**EXERCISE:**
What lines in the data hold the string "accept"? Show them.
[[ RECORD EXCERPTS, beginning ]]
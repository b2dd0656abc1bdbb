//! Triangulation: build a planar triangle mesh over the input samples.
//!
//! This module defines the [`Triangulator`] trait for pluggable
//! triangulation algorithms and the [`TriangulatorKind`] enum for
//! selecting one at runtime. Triangulation happens on the `(x, y)`
//! projection; elevations ride along by index.

use serde::{Deserialize, Serialize};

use crate::types::{ContourError, Point3, Triangle};

/// Selects which triangulation algorithm to use.
#[derive(Debug, Clone, Copy, PartialEq, Eq, Default, Serialize, Deserialize)]
pub enum TriangulatorKind {
    /// Unconstrained Delaunay triangulation via the `delaunator` crate.
    ///
    /// Covers the convex hull of the input. Use
    /// [`ContourConfig::max_triangle_edge_length`](crate::ContourConfig::max_triangle_edge_length)
    /// to trim long hull-spanning triangles.
    #[default]
    Delaunay,
}

/// Trait for triangulation strategies.
///
/// Input: validated elevation samples (at least 3, all finite).
/// Output: triangles as index triples into the input slice.
pub trait Triangulator {
    /// Triangulate the `(x, y)` projection of `points`.
    ///
    /// # Errors
    ///
    /// Returns [`ContourError::Degenerate`] when no triangle exists.
    fn triangulate(&self, points: &[Point3]) -> Result<Vec<Triangle>, ContourError>;
}

impl Triangulator for TriangulatorKind {
    fn triangulate(&self, points: &[Point3]) -> Result<Vec<Triangle>, ContourError> {
        match *self {
            Self::Delaunay => triangulate_delaunay(points),
        }
    }
}

/// Check that a point set can be triangulated at all.
///
/// # Errors
///
/// Returns [`ContourError::EmptyInput`] for an empty slice,
/// [`ContourError::InsufficientPoints`] for fewer than three points and
/// [`ContourError::NonFiniteInput`] for the first point with a NaN or
/// infinite coordinate.
pub fn validate_points(points: &[Point3]) -> Result<(), ContourError> {
    if points.is_empty() {
        return Err(ContourError::EmptyInput);
    }
    if points.len() < 3 {
        return Err(ContourError::InsufficientPoints {
            count: points.len(),
        });
    }
    if let Some(index) = points.iter().position(|p| !p.is_finite()) {
        return Err(ContourError::NonFiniteInput { index });
    }
    Ok(())
}

fn triangulate_delaunay(points: &[Point3]) -> Result<Vec<Triangle>, ContourError> {
    let coords: Vec<delaunator::Point> = points
        .iter()
        .map(|p| delaunator::Point { x: p.x, y: p.y })
        .collect();
    let triangulation = delaunator::triangulate(&coords);

    let triangles: Vec<Triangle> = triangulation
        .triangles
        .chunks_exact(3)
        .map(|c| [c[0], c[1], c[2]])
        .collect();

    if triangles.is_empty() {
        return Err(ContourError::Degenerate);
    }
    Ok(triangles)
}

/// Drop triangles whose longest 3D edge exceeds `max_edge_length`.
///
/// Delaunay triangulation always fills the convex hull, so concave data
/// extents produce long sliver triangles that would otherwise carry
/// contours across areas with no samples.
#[must_use = "returns the retained triangles"]
pub fn filter_long_edges(
    points: &[Point3],
    triangles: Vec<Triangle>,
    max_edge_length: f64,
) -> Vec<Triangle> {
    let limit_sq = max_edge_length * max_edge_length;
    triangles
        .into_iter()
        .filter(|&t| max_edge_length_squared(points, t) <= limit_sq)
        .collect()
}

/// Squared length of the longest edge of a triangle, elevation included.
fn max_edge_length_squared(points: &[Point3], [a, b, c]: Triangle) -> f64 {
    let (pa, pb, pc) = (points[a], points[b], points[c]);
    pa.distance_squared(pb)
        .max(pa.distance_squared(pc))
        .max(pb.distance_squared(pc))
}
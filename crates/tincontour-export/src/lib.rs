//! tincontour-export: Pure format serializers (sans-IO)
//!
//! Converts a [`ContourSet`](tincontour_pipeline::ContourSet) into output
//! formats. Currently supports GeoJSON and SVG.

pub mod geojson;
pub mod svg;

pub use geojson::{GeoJsonMetadata, to_geojson};
pub use svg::{SvgMetadata, SvgStyle, build_path_data, to_svg};

/// Errors from export serializers.
#[derive(Debug, thiserror::Error)]
pub enum ExportError {
    /// JSON serialization failed.
    #[error("JSON serialization failed: {0}")]
    Json(#[from] serde_json::Error),
}
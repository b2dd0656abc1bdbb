//! Spatial index over contour segment endpoints.
//!
//! Built once from a complete [`SegmentSoup`](crate::slice::SegmentSoup)
//! and only queried afterwards, so no query can observe a partially
//! populated index.

use rstar::RTree;
use rstar::primitives::GeomWithData;

use crate::types::{ContourPoint, Point};

/// An endpoint position tagged with its [`ContourPoint`] index.
type IndexedEndpoint = GeomWithData<[f64; 2], usize>;

/// R\*-tree over contour point positions.
#[derive(Debug)]
pub struct SegmentIndex {
    tree: RTree<IndexedEndpoint>,
}

impl SegmentIndex {
    /// Bulk-load an index over all `points`.
    #[must_use]
    pub fn build(points: &[ContourPoint]) -> Self {
        let entries: Vec<IndexedEndpoint> = points
            .iter()
            .enumerate()
            .map(|(i, cp)| GeomWithData::new([cp.position.x, cp.position.y], i))
            .collect();
        Self {
            tree: RTree::bulk_load(entries),
        }
    }

    /// Number of indexed endpoints.
    #[must_use]
    pub fn len(&self) -> usize {
        self.tree.size()
    }

    /// Returns `true` if nothing is indexed.
    #[must_use]
    pub fn is_empty(&self) -> bool {
        self.tree.size() == 0
    }

    /// Indices of all endpoints within `radius` of `position`
    /// (inclusive), in ascending index order.
    #[must_use]
    pub fn within(&self, position: Point, radius: f64) -> Vec<usize> {
        let mut found: Vec<usize> = self
            .tree
            .locate_within_distance([position.x, position.y], radius * radius)
            .map(|entry| entry.data)
            .collect();
        found.sort_unstable();
        found
    }
}
//! Output handoff: feed finished contour lines to a consumer.

use crate::types::{ContourError, ContourLine, ContourSet, SinkError};

/// Consumer of contour line records.
///
/// [`emit`] calls [`accept`](Self::accept) once per line in output order,
/// then [`finish`](Self::finish) exactly once. The first error stops the
/// handoff.
pub trait ContourSink {
    /// Take one contour line.
    ///
    /// # Errors
    ///
    /// Returns [`SinkError`] if the record cannot be persisted.
    fn accept(&mut self, line: &ContourLine) -> Result<(), SinkError>;

    /// Flush any buffered output after the last record.
    ///
    /// # Errors
    ///
    /// Returns [`SinkError`] if flushing fails.
    fn finish(&mut self) -> Result<(), SinkError> {
        Ok(())
    }
}

impl ContourSink for Vec<ContourLine> {
    fn accept(&mut self, line: &ContourLine) -> Result<(), SinkError> {
        self.push(line.clone());
        Ok(())
    }
}

/// Hand every line of `set` to `sink`, then finish it.
///
/// # Errors
///
/// Returns [`ContourError::Sink`] for the first sink failure. Nothing is
/// retried.
pub fn emit(set: &ContourSet, sink: &mut dyn ContourSink) -> Result<(), ContourError> {
    for line in &set.lines {
        sink.accept(line)?;
    }
    sink.finish()?;
    tracing::debug!(lines = set.len(), "contour lines handed to sink");
    Ok(())
}
//! SVG export serializer.
//!
//! Converts a [`ContourSet`] into an SVG string with one `<path>` element
//! per contour line, using the [`svg`] crate for document construction,
//! XML escaping and path data formatting.
//!
//! The `viewBox` is the bounding box of all contour vertices (computed
//! with [`geo`]) grown by [`SvgStyle::padding`]. Map coordinates are
//! shifted so the box starts at the origin and the y axis is flipped, so
//! north points up. Shifting keeps large projected coordinates (UTM and
//! the like) within `f32` precision of the path data.
//!
//! Every [`SvgStyle::major_every`]-th band is an index contour drawn with
//! the major stroke; all other lines use the minor stroke.
//!
//! This is a pure function with no I/O -- it returns a `String`.

use geo::{BoundingRect, Coord, LineString, MultiLineString, Rect};
use svg::Document;
use svg::node::element::path::Data;
use svg::node::element::{Description, Element, Path, Title};
use svg::node::{Node, Text, Value};

use tincontour_pipeline::{ContourLine, ContourSet, Point, Polyline};

/// Stroke styling for minor and major (index) contours.
///
/// Strokes use `vector-effect="non-scaling-stroke"`, so widths are in
/// screen units regardless of the map extent.
#[derive(Debug, Clone)]
pub struct SvgStyle<'a> {
    /// Stroke colour of ordinary contours.
    pub minor_color: &'a str,
    /// Stroke width of ordinary contours.
    pub minor_stroke_width: f64,
    /// Stroke colour of index contours.
    pub major_color: &'a str,
    /// Stroke width of index contours.
    pub major_stroke_width: f64,
    /// Bands divisible by this are index contours. `0` disables them.
    pub major_every: u32,
    /// Margin around the contour bounding box, in map units.
    pub padding: f64,
}

impl SvgStyle<'_> {
    /// Default minor stroke colour (dark blue).
    pub const DEFAULT_MINOR_COLOR: &'static str = "#0000cc";
    /// Default major stroke colour (blue).
    pub const DEFAULT_MAJOR_COLOR: &'static str = "#0000ff";
    /// Default minor stroke width.
    pub const DEFAULT_MINOR_STROKE_WIDTH: f64 = 2.0;
    /// Default major stroke width.
    pub const DEFAULT_MAJOR_STROKE_WIDTH: f64 = 5.0;
    /// Default index contour spacing, in bands.
    pub const DEFAULT_MAJOR_EVERY: u32 = 5;

    /// Whether contours of `band` are drawn as index contours.
    #[must_use]
    pub fn is_major(&self, band: i64) -> bool {
        self.major_every > 0 && band.rem_euclid(i64::from(self.major_every)) == 0
    }
}

impl Default for SvgStyle<'_> {
    fn default() -> Self {
        Self {
            minor_color: Self::DEFAULT_MINOR_COLOR,
            minor_stroke_width: Self::DEFAULT_MINOR_STROKE_WIDTH,
            major_color: Self::DEFAULT_MAJOR_COLOR,
            major_stroke_width: Self::DEFAULT_MAJOR_STROKE_WIDTH,
            major_every: Self::DEFAULT_MAJOR_EVERY,
            padding: 0.0,
        }
    }
}

/// Metadata to embed in the SVG document.
///
/// All fields are optional. When present, a `<title>` and/or `<desc>`
/// element is emitted immediately after the opening `<svg>` tag.
///
/// Text values are XML-escaped automatically by the `svg` crate.
#[derive(Debug, Clone, Default)]
pub struct SvgMetadata<'a> {
    /// Document title, emitted as `<title>`.
    ///
    /// Typically the input file stem.
    pub title: Option<&'a str>,

    /// Document description, emitted as `<desc>`.
    pub description: Option<&'a str>,

    /// Serialized [`ContourConfig`](tincontour_pipeline::ContourConfig),
    /// emitted as the text of a `<metadata>` element so exported files
    /// carry the settings that produced them.
    pub config_json: Option<&'a str>,
}

/// Build an SVG path `d` attribute string from a polyline.
///
/// Uses `M` for the first point and `L` for subsequent points, in the
/// polyline's own coordinates. Returns an empty string for polylines with
/// fewer than 2 points.
///
/// # Examples
///
/// ```
/// use tincontour_pipeline::{Point, Polyline};
/// use tincontour_export::build_path_data;
///
/// let polyline = Polyline::new(vec![
///     Point::new(10.0, 20.0),
///     Point::new(30.0, 40.0),
/// ]);
/// let d = build_path_data(&polyline);
/// assert_eq!(d, "M10,20 L30,40");
/// ```
#[must_use]
pub fn build_path_data(polyline: &Polyline) -> String {
    path_data(polyline.points(), false, |p| (p.x, p.y))
}

/// Path data through `points` mapped by `tx`. Closed rings drop their
/// duplicated last vertex and end with a close command.
fn path_data(points: &[Point], closed: bool, tx: impl Fn(&Point) -> (f64, f64)) -> String {
    if points.len() < 2 {
        return String::new();
    }

    let body = if closed && points.len() > 3 {
        &points[..points.len() - 1]
    } else {
        points
    };
    let mut data = Data::new().move_to(tx(&body[0]));
    for p in &body[1..] {
        data = data.line_to(tx(p));
    }
    if closed && body.len() < points.len() {
        data = data.close();
    }
    String::from(Value::from(data))
}

/// Bounding box of every contour vertex.
fn extent(set: &ContourSet) -> Option<Rect<f64>> {
    let lines: Vec<LineString<f64>> = set
        .lines
        .iter()
        .filter(|line| !line.polyline.is_empty())
        .map(|line| {
            line.polyline
                .points()
                .iter()
                .map(|p| Coord { x: p.x, y: p.y })
                .collect::<Vec<_>>()
                .into()
        })
        .collect();
    MultiLineString::new(lines).bounding_rect()
}

fn contour_path(line: &ContourLine, d: String, style: &SvgStyle<'_>) -> Path {
    let (class, color, width) = if style.is_major(line.band) {
        ("major", style.major_color, style.major_stroke_width)
    } else {
        ("minor", style.minor_color, style.minor_stroke_width)
    };
    Path::new()
        .set("id", format!("fid-{}", line.fid))
        .set("class", class)
        .set("data-height", line.elevation)
        .set("d", d)
        .set("fill", "none")
        .set("stroke", color)
        .set("stroke-width", width)
        .set("vector-effect", "non-scaling-stroke")
}

/// Serialize a contour set into an SVG document string.
///
/// Lines with fewer than 2 vertices are skipped. An empty set yields a
/// valid document with a zero-area `viewBox` (plus padding).
///
/// # Examples
///
/// ```
/// use tincontour_pipeline::{ContourLine, ContourSet, Point, Polyline};
/// use tincontour_export::{SvgMetadata, SvgStyle, to_svg};
///
/// let set = ContourSet {
///     lines: vec![ContourLine {
///         fid: 1,
///         elevation: 10.0,
///         band: 1,
///         closed: false,
///         polyline: Polyline::new(vec![Point::new(0.0, 0.0), Point::new(10.0, 6.0)]),
///     }],
/// };
/// let metadata = SvgMetadata {
///     title: Some("site-survey"),
///     ..SvgMetadata::default()
/// };
/// let svg = to_svg(&set, &SvgStyle::default(), &metadata);
/// assert!(svg.contains("<title>site-survey</title>"));
/// assert!(svg.contains(r#"viewBox="0 0 10 6""#));
/// assert!(svg.contains("M0,6 L10,0"));
/// ```
#[must_use]
pub fn to_svg(set: &ContourSet, style: &SvgStyle<'_>, metadata: &SvgMetadata<'_>) -> String {
    let pad = style.padding;
    let (min_x, max_y, width, height) = extent(set).map_or((0.0, 0.0, 0.0, 0.0), |rect| {
        (rect.min().x, rect.max().y, rect.width(), rect.height())
    });
    let view_width = 2.0f64.mul_add(pad, width);
    let view_height = 2.0f64.mul_add(pad, height);

    let mut doc = Document::new()
        .set("width", view_width)
        .set("height", view_height)
        .set("viewBox", format!("0 0 {view_width} {view_height}"));

    if let Some(title) = metadata.title {
        doc = doc.add(Title::new(title));
    }

    if let Some(description) = metadata.description {
        doc = doc.add(Description::new().add(Text::new(description)));
    }

    if let Some(config_json) = metadata.config_json {
        let mut metadata_el = Element::new("metadata");
        metadata_el.append(Text::new(config_json));
        doc = doc.add(metadata_el);
    }

    // Map x grows east, SVG y grows down: flip around the top of the box.
    let tx = |p: &Point| (p.x - min_x + pad, max_y - p.y + pad);

    for line in &set.lines {
        let d = path_data(line.polyline.points(), line.closed, tx);
        if d.is_empty() {
            continue;
        }
        doc = doc.add(contour_path(line, d, style));
    }

    // The svg crate omits the XML declaration, so we prepend it.
    format!("<?xml version=\"1.0\" encoding=\"UTF-8\"?>\n{doc}\n")
}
[[ RECORD EXCERPTS, end ]]
**WRITTEN RESPONSE:**
/// [`emit`] calls [`accept`](Self::accept) once per line in output order,
    fn accept(&mut self, line: &ContourLine) -> Result<(), SinkError>;
    fn accept(&mut self, line: &ContourLine) -> Result<(), SinkError> {
        sink.accept(line)?;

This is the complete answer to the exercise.